“There is a sense of urgency, but if we use the right tools such as the ETS we will get there. The reason we support the ETS so strongly is because it lets the market do the heavy lifting, in terms of actually deciding where the reductions will come from.”
In 2021 the Petroleum Exploration and Production Association of New Zealand (PEPANZ) rebranded as Energy Resources Aotearoa to reflect its new strategic approach and move into being the powerful voice of a successful and resilient energy resources sector.
Energy Resources Aotearoa represents energy-intensive businesses, from explorers, producers, distributors, and sellers to users of energy resources like oil, LPG, natural gas, refined products, and hydrogen.
The membership embraces large international companies through to small local suppliers working within the industry.
Currently, natural gas and oil provide around 53% of New Zealand’s primary energy – energy that families, businesses, industries, schools, and hospitals depend on.
Leading Energy Resources Aotearoa is John Carnegie, who says having gas and fuel that is affordable, reliable and sustainable flows through to New Zealand’s economy.
John says the direction of travel is unequivocally clear and supported by the energy sector, to reduce emissions and reach net zero by 2050.
“There’s no debate about that from members to reach that aspiration. The debate is about how best to get there. And that’s a healthy debate to be having because there’s no one clear path that will lead us there. It will be the aggregation of millions of decisions that does.”
John says the Emissions Trading Scheme (ETS) is an excellent tool that sends the price of carbon across the economy, excluding the agricultural sector, placing a price on pollution and incentivising lower emission goods and services.
The signal to Energy Resources Aotearoa’s members and consumers is to change the way they operate, to move to lower emission forms of production or find ways to offset their emissions.
“We have to have faith that businesses and consumers are making those decisions and I believe they are.
“We’re all part of the journey to New Zealand’s decarbonisation and a key part of that is operating under the ETS with the price on carbon currently around $75/tonne.
“That signals to our members that they need to become more carbon-efficient and they’re certainly doing that at the operational level. Some are also diversifying – Todd Energy for example with its solar farm, and Genesis Energy’s shift away from coal. Our members are mindful of the need to either directly change the way they operate to become more carbon-efficient or to help their customers become more carbon efficient.“
John says one of the many issues Energy Resources Aotearoa has with the Emission Reduction Plan (ERP), recently announced by Climate Change Minister James Shaw, is that it largely doesn’t rely on the ETS. It relies on direct action, which blurs signals to producers and consumers.
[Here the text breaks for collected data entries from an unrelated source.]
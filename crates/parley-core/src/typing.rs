//! Typing tracker: per-room sets of connections currently typing.
//!
//! The tracker is a pure reflector of the last signal received per
//! connection per room. No debouncing or timeout happens server-side;
//! the client is responsible for emitting a stop signal after idling.

use parley_protocol::{ConnectionId, RoomId};
use std::collections::HashMap;

/// Per-room typing state, insertion-ordered.
#[derive(Debug, Default)]
pub struct TypingTracker {
    rooms: HashMap<RoomId, Vec<(ConnectionId, String)>>,
}

impl TypingTracker {
    /// Create an empty tracker.
    #[must_use]
    pub fn new() -> Self {
        Self::default()
    }

    /// Record a typing signal.
    ///
    /// On `true`, upserts the connection into the room's set; on `false`,
    /// deletes it. An emptied room entry is dropped.
    pub fn set(
        &mut self,
        room_id: &str,
        connection_id: &str,
        display_name: &str,
        is_typing: bool,
    ) {
        if is_typing {
            let entries = self.rooms.entry(room_id.to_string()).or_default();
            if let Some(entry) = entries.iter_mut().find(|(id, _)| id == connection_id) {
                entry.1 = display_name.to_string();
            } else {
                entries.push((connection_id.to_string(), display_name.to_string()));
            }
        } else if let Some(entries) = self.rooms.get_mut(room_id) {
            entries.retain(|(id, _)| id != connection_id);
            if entries.is_empty() {
                self.rooms.remove(room_id);
            }
        }
    }

    /// Check whether a connection is marked typing in a room.
    #[must_use]
    pub fn is_typing(&self, room_id: &str, connection_id: &str) -> bool {
        self.rooms
            .get(room_id)
            .is_some_and(|entries| entries.iter().any(|(id, _)| id == connection_id))
    }

    /// Display names of everyone typing in a room, in signal order.
    #[must_use]
    pub fn names(&self, room_id: &str) -> Vec<String> {
        self.rooms
            .get(room_id)
            .map(|entries| entries.iter().map(|(_, name)| name.clone()).collect())
            .unwrap_or_default()
    }

    /// Remove a connection from every room's typing set.
    ///
    /// Returns the IDs of the rooms that had an entry removed.
    pub fn remove_connection(&mut self, connection_id: &str) -> Vec<RoomId> {
        let mut touched = Vec::new();
        self.rooms.retain(|room_id, entries| {
            let before = entries.len();
            entries.retain(|(id, _)| id != connection_id);
            if entries.len() != before {
                touched.push(room_id.clone());
            }
            !entries.is_empty()
        });
        touched
    }
}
“The Government is moving away from an effective tool that relies on the price of carbon to influence the behaviour of producers and consumers, to that of policymakers deciding where emissions reductions should come from. We believe the Government should remain agnostic about the types of energy in New Zealand’s energy mix and let prices lead us to lower emissions, relying on the ETS and its ‘sinking cap’.”
John makes the point that on a daily basis the ETS is already having a profound impact on how goods and services are produced, and how fuels are produced and used.
“It’s very exciting watching this play out, but the impact is hard to detect because it’s the result of the millions of decisions that are being made by businesses and consumers across the economy.
“Some of that decision are consumers going into the supermarket and choosing a low carbon grocery item or shifting to an EV. Changes are most definitely happening, we just need to be a little more patient. There is a sense of urgency, but if we use the right tools such as the ETS we will get there. The reason we support the ETS so strongly is that it lets the market do the heavy lifting, in terms of actually deciding where the reductions will come from.
“Even the Climate Change Commission said with the price of carbon at $50/tonne, New Zealand would reach its net-zero targets by 2050. Now the price is up over $70.”
Getting climate change settings right is critical for the energy sector that powers our economy, but John warns that if the price of carbon gets out of synch with our trading partners like Australia, the US or China, our firms will face a higher cost of doing business than their competitors.
“We’re an export nation and so we have to be mindful that our ETS settings and our emission reduction settings, in general, don’t impose higher than necessary costs on the economy, because it’s those businesses that contribute to the nation’s prosperity and well-being. The Government is spending a billion dollars through to 2028 on industrial subsidies to decarbonise, and that has a huge opportunity cost. I wonder how many hip operations or new classrooms that would pay for? That’s the complexity of it and at the heart of what we do as an organisation – we work with Government and officials to clarify where those trade-offs are and what the best tool for the job is.”